■ DATA SHOWN ■
════════

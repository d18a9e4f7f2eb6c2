pub mod agent;
pub mod random;
pub mod scoring;

pub use agent::Agent;
pub use random::RandomAgent;
pub use scoring::ScoringAgent;
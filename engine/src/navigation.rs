// ═══════════════════════════════════════════════════════════════════════
// Navigation — legal move and attack cells for a piece on the roster
//
// Movement ignores blockers on the way (pieces jump), but the landing
// cell must be empty. Attacks only land on cells held by the opposing
// faction. A stale index with nobody on it yields no cells.
// ═══════════════════════════════════════════════════════════════════════

use crate::board;
use crate::types::*;

#[derive(Debug, Clone, Copy, PartialEq, Eq)]
pub enum RangeMode {
    Move,
    Attack,
}

/// Find the roster entry standing on `index`.
pub fn find_at(roster: &[PositionedCharacter], index: usize) -> Option<&PositionedCharacter> {
    roster.iter().find(|pc| pc.position() == index)
}

pub fn is_occupied(roster: &[PositionedCharacter], index: usize) -> bool {
    find_at(roster, index).is_some()
}

/// Class distance for a mode.
pub fn max_distance(kind: CharacterType, mode: RangeMode) -> usize {
    match mode {
        RangeMode::Move => kind.move_distance(),
        RangeMode::Attack => kind.attack_distance(),
    }
}

/// Legal cells for the piece at `origin` in the given mode.
pub fn range_from(roster: &[PositionedCharacter], origin: usize, mode: RangeMode) -> Vec<usize> {
    let Some(piece) = find_at(roster, origin) else {
        return Vec::new();
    };
    let kind = piece.character().kind();
    let faction = kind.faction();
    let reach = board::cells_in_range(origin, max_distance(kind, mode), BOARD_SIZE);

    let cells: Vec<usize> = match mode {
        RangeMode::Move => reach
            .into_iter()
            .filter(|&cell| !is_occupied(roster, cell))
            .collect(),
        RangeMode::Attack => reach
            .into_iter()
            .filter(|&cell| {
                find_at(roster, cell).is_some_and(|target| target.faction() != faction)
            })
            .collect(),
    };
    log::trace!("{:?} range from {} ({}): {:?}", mode, origin, kind, cells);
    cells
}

pub fn move_cells(roster: &[PositionedCharacter], origin: usize) -> Vec<usize> {
    range_from(roster, origin, RangeMode::Move)
}

pub fn attack_cells(roster: &[PositionedCharacter], origin: usize) -> Vec<usize> {
    range_from(roster, origin, RangeMode::Attack)
}

pub fn can_move(roster: &[PositionedCharacter], from: usize, to: usize) -> bool {
    move_cells(roster, from).contains(&to)
}

pub fn can_attack(roster: &[PositionedCharacter], from: usize, to: usize) -> bool {
    attack_cells(roster, from).contains(&to)
}

/// All pieces of one faction, in roster order.
pub fn faction_members(roster: &[PositionedCharacter], faction: Faction) -> Vec<&PositionedCharacter> {
    roster.iter().filter(|pc| pc.faction() == faction).collect()
}

pub fn faction_count(roster: &[PositionedCharacter], faction: Faction) -> usize {
    roster.iter().filter(|pc| pc.faction() == faction).count()
}
// ═══════════════════════════════════════════════════════════════════════
// Game setup — random team generation and deployment onto the board
// ═══════════════════════════════════════════════════════════════════════

use crate::board;
use crate::config::GameConfig;
use crate::error::SetupError;
use crate::types::*;
use rand::seq::SliceRandom;
use rand::Rng;

/// Attempts allowed per requested team member before giving up.
pub const ATTEMPTS_PER_MEMBER: usize = 100;

/// One character of a random allowed class at a random level in
/// `1..=max_level`, with the class defaults.
pub fn generate_character(
    rng: &mut impl Rng,
    allowed: &[CharacterType],
    max_level: u32,
) -> Option<Character> {
    let &kind = allowed.choose(rng)?;
    let level = rng.gen_range(1..=max_level.max(1));
    Some(Character::at_level(kind, level))
}

/// Build a team of `count` characters from `allowed`, holding at most one
/// member of `restricted`.
pub fn generate_team(
    rng: &mut impl Rng,
    allowed: &[CharacterType],
    max_level: u32,
    count: usize,
    restricted: Option<CharacterType>,
) -> Result<Team, SetupError> {
    let mut team = Team::new();
    if count == 0 {
        return Ok(team);
    }
    if allowed.is_empty() {
        return Err(SetupError::NoAllowedTypes { count });
    }

    let max_attempts = count * ATTEMPTS_PER_MEMBER;
    for _ in 0..max_attempts {
        let Some(candidate) = generate_character(rng, allowed, max_level) else {
            break;
        };
        if restricted == Some(candidate.kind()) && team.count_of(candidate.kind()) >= 1 {
            continue;
        }
        team.add(candidate);
        if team.len() == count {
            return Ok(team);
        }
    }

    Err(SetupError::Exhausted { attempts: max_attempts })
}

/// `count` distinct cells drawn from the given columns.
pub fn random_positions(
    rng: &mut impl Rng,
    columns: &[usize],
    count: usize,
    board_size: usize,
) -> Result<Vec<usize>, SetupError> {
    let mut candidates: Vec<usize> = (0..board_size)
        .flat_map(|row| {
            columns
                .iter()
                .filter(move |&&col| col < board_size)
                .map(move |&col| board::to_index(row, col, board_size))
        })
        .collect();
    candidates.sort_unstable();
    candidates.dedup();

    if count > candidates.len() {
        return Err(SetupError::NotEnoughCells { count, available: candidates.len() });
    }
    candidates.shuffle(rng);
    candidates.truncate(count);
    Ok(candidates)
}

/// Pair each team member with a position.
pub fn position_team(team: Team, positions: &[usize]) -> Vec<PositionedCharacter> {
    team.into_members()
        .into_iter()
        .zip(positions.iter().copied())
        .map(|(character, position)| PositionedCharacter::new(character, position))
        .collect()
}

/// Fresh roster for a new game: player team on the left columns,
/// computer team on the right.
pub fn create_initial_roster(
    rng: &mut impl Rng,
    config: &GameConfig,
) -> Result<Vec<PositionedCharacter>, SetupError> {
    let players = generate_team(
        rng,
        &PLAYER_TYPES,
        config.max_level,
        config.player_team_size,
        config.restricted_type,
    )?;
    let player_positions = random_positions(rng, &config.player_columns, players.len(), BOARD_SIZE)?;

    let mut roster = position_team(players, &player_positions);
    roster.extend(spawn_opponent_wave(rng, config)?);

    log::debug!("initial roster: {} pieces", roster.len());
    Ok(roster)
}

/// A freshly generated, deployed computer team.
pub fn spawn_opponent_wave(
    rng: &mut impl Rng,
    config: &GameConfig,
) -> Result<Vec<PositionedCharacter>, SetupError> {
    let opponents = generate_team(
        rng,
        &COMPUTER_TYPES,
        config.max_level,
        config.opponent_team_size,
        config.restricted_type,
    )?;
    let positions = random_positions(rng, &config.opponent_columns, opponents.len(), BOARD_SIZE)?;
    Ok(position_team(opponents, &positions))
}

/// Move surviving pieces back to their deployment columns.
pub fn redeploy(
    rng: &mut impl Rng,
    pieces: Vec<PositionedCharacter>,
    columns: &[usize],
) -> Result<Vec<PositionedCharacter>, SetupError> {
    let positions = random_positions(rng, columns, pieces.len(), BOARD_SIZE)?;
    Ok(pieces
        .into_iter()
        .zip(positions)
        .map(|(pc, position)| pc.moved_to(position))
        .collect())
}

#[cfg(test)]
mod tests {
    use super::*;
    use rand::SeedableRng;
    use rand_chacha::ChaCha8Rng;

    #[test]
    fn test_team_has_requested_size() {
        let mut rng = ChaCha8Rng::seed_from_u64(1);
        let team = generate_team(&mut rng, &PLAYER_TYPES, 4, 3, Some(CharacterType::Magician)).unwrap();
        assert_eq!(team.len(), 3);
    }

    #[test]
    fn test_single_type_team() {
        let mut rng = ChaCha8Rng::seed_from_u64(2);
        let team = generate_team(&mut rng, &[CharacterType::Swordsman], 4, 5, None).unwrap();
        assert!(team.members().iter().all(|c| c.kind() == CharacterType::Swordsman));
    }

    #[test]
    fn test_levels_bounded() {
        let mut rng = ChaCha8Rng::seed_from_u64(3);
        let team = generate_team(&mut rng, &COMPUTER_TYPES, 2, 10, None).unwrap();
        assert!(team.members().iter().all(|c| (1..=2).contains(&c.level)));
    }

    #[test]
    fn test_zero_count_is_empty() {
        let mut rng = ChaCha8Rng::seed_from_u64(4);
        assert!(generate_team(&mut rng, &[], 4, 0, None).unwrap().is_empty());
    }

    #[test]
    fn test_empty_allowed_fails() {
        let mut rng = ChaCha8Rng::seed_from_u64(5);
        assert_eq!(
            generate_team(&mut rng, &[], 4, 3, None),
            Err(SetupError::NoAllowedTypes { count: 3 })
        );
    }

    #[test]
    fn test_restricted_class_exhausts() {
        let mut rng = ChaCha8Rng::seed_from_u64(6);
        let result = generate_team(&mut rng, &[CharacterType::Magician], 1, 2, Some(CharacterType::Magician));
        assert_eq!(result, Err(SetupError::Exhausted { attempts: 200 }));
    }

    #[test]
    fn test_at_most_one_magician() {
        for seed in 0..20 {
            let mut rng = ChaCha8Rng::seed_from_u64(seed);
            let team = generate_team(
                &mut rng,
                &[CharacterType::Magician, CharacterType::Swordsman],
                4,
                5,
                Some(CharacterType::Magician),
            )
            .unwrap();
            assert!(team.count_of(CharacterType::Magician) <= 1);
        }
    }

    #[test]
    fn test_positions_distinct_and_in_columns() {
        let mut rng = ChaCha8Rng::seed_from_u64(7);
        let positions = random_positions(&mut rng, &[6, 7], 16, 8).unwrap();
        let mut sorted = positions.clone();
        sorted.sort_unstable();
        sorted.dedup();
        assert_eq!(sorted.len(), 16);
        assert!(positions.iter().all(|p| p % 8 == 6 || p % 8 == 7));
    }

    #[test]
    fn test_too_many_positions() {
        let mut rng = ChaCha8Rng::seed_from_u64(8);
        assert_eq!(
            random_positions(&mut rng, &[0], 9, 8),
            Err(SetupError::NotEnoughCells { count: 9, available: 8 })
        );
    }

    #[test]
    fn test_initial_roster_layout() {
        let mut rng = ChaCha8Rng::seed_from_u64(9);
        let roster = create_initial_roster(&mut rng, &GameConfig::default()).unwrap();
        assert_eq!(roster.len(), 4);
        for pc in &roster {
            let col = pc.position() % BOARD_SIZE;
            if pc.is_player() {
                assert!(col <= 1);
            } else {
                assert!(col >= 6);
            }
        }
    }
}
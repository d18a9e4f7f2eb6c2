// ═══════════════════════════════════════════════════════════════════════
// Combat — damage formula and health mutation
// ═══════════════════════════════════════════════════════════════════════

use crate::error::ActionError;
use crate::navigation::find_at;
use crate::types::*;

/// Share of attack that always gets through, whatever the defense.
pub const MIN_DAMAGE_RATIO: f64 = 0.1;

/// `max(attack − defense, attack × 0.1)`.
pub fn damage(attacker: &Character, target: &Character) -> f64 {
    (attacker.attack - target.defense).max(attacker.attack * MIN_DAMAGE_RATIO)
}

/// What a single attack did. Health values are unclamped.
#[derive(Debug, Clone, PartialEq)]
pub struct AttackOutcome {
    pub attacker: usize,
    pub target: usize,
    pub damage: f64,
    pub health_before: f64,
    pub health_after: f64,
    /// The removed character, when the hit was lethal.
    pub killed: Option<Character>,
}

impl AttackOutcome {
    pub fn is_kill(&self) -> bool {
        self.killed.is_some()
    }
}

/// Apply one attack between two occupied cells. The target's health may
/// go negative; a target at or below zero leaves the roster immediately.
/// Range and faction legality are the caller's concern.
pub fn resolve_attack(
    roster: &mut Vec<PositionedCharacter>,
    attacker: usize,
    target: usize,
) -> Result<AttackOutcome, ActionError> {
    let attacker_char = find_at(roster, attacker)
        .ok_or(ActionError::EmptyCell(attacker))?
        .character()
        .clone();
    let idx = roster
        .iter()
        .position(|pc| pc.position() == target)
        .ok_or(ActionError::EmptyCell(target))?;

    let victim = roster[idx].character_mut();
    let dealt = damage(&attacker_char, victim);
    let health_before = victim.health;
    victim.health -= dealt;
    let health_after = victim.health;

    let killed = if health_after <= 0.0 {
        Some(roster.remove(idx).into_character())
    } else {
        None
    };

    log::debug!(
        "{} at {} hits {} for {:.1} ({:.1} → {:.1}){}",
        attacker_char.kind(), attacker, target, dealt, health_before, health_after,
        if killed.is_some() { ", killed" } else { "" }
    );

    Ok(AttackOutcome {
        attacker,
        target,
        damage: dealt,
        health_before,
        health_after,
        killed,
    })
}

════════

■ WHAT IS REQUIRED ■
Could you return exactly the stretch of the data above that starts at the line with "let mut sorted = positions.clone();" and ends at the line with "and health mutation", both lines included?

■ SOLUTION TO THE PROBLEM ■
        let mut sorted = positions.clone();
        sorted.sort_unstable();
        sorted.dedup();
        assert_eq!(sorted.len(), 16);
        assert!(positions.iter().all(|p| p % 8 == 6 || p % 8 == 7));
    }

    #[test]
    fn test_too_many_positions() {
        let mut rng = ChaCha8Rng::seed_from_u64(8);
        assert_eq!(
            random_positions(&mut rng, &[0], 9, 8),
            Err(SetupError::NotEnoughCells { count: 9, available: 8 })
        );
    }

    #[test]
    fn test_initial_roster_layout() {
        let mut rng = ChaCha8Rng::seed_from_u64(9);
        let roster = create_initial_roster(&mut rng, &GameConfig::default()).unwrap();
        assert_eq!(roster.len(), 4);
        for pc in &roster {
            let col = pc.position() % BOARD_SIZE;
            if pc.is_player() {
                assert!(col <= 1);
            } else {
                assert!(col >= 6);
            }
        }
    }
}
repository d18a9e4f7f2eb6c2
// ═══════════════════════════════════════════════════════════════════════
// Combat — damage formula and health mutation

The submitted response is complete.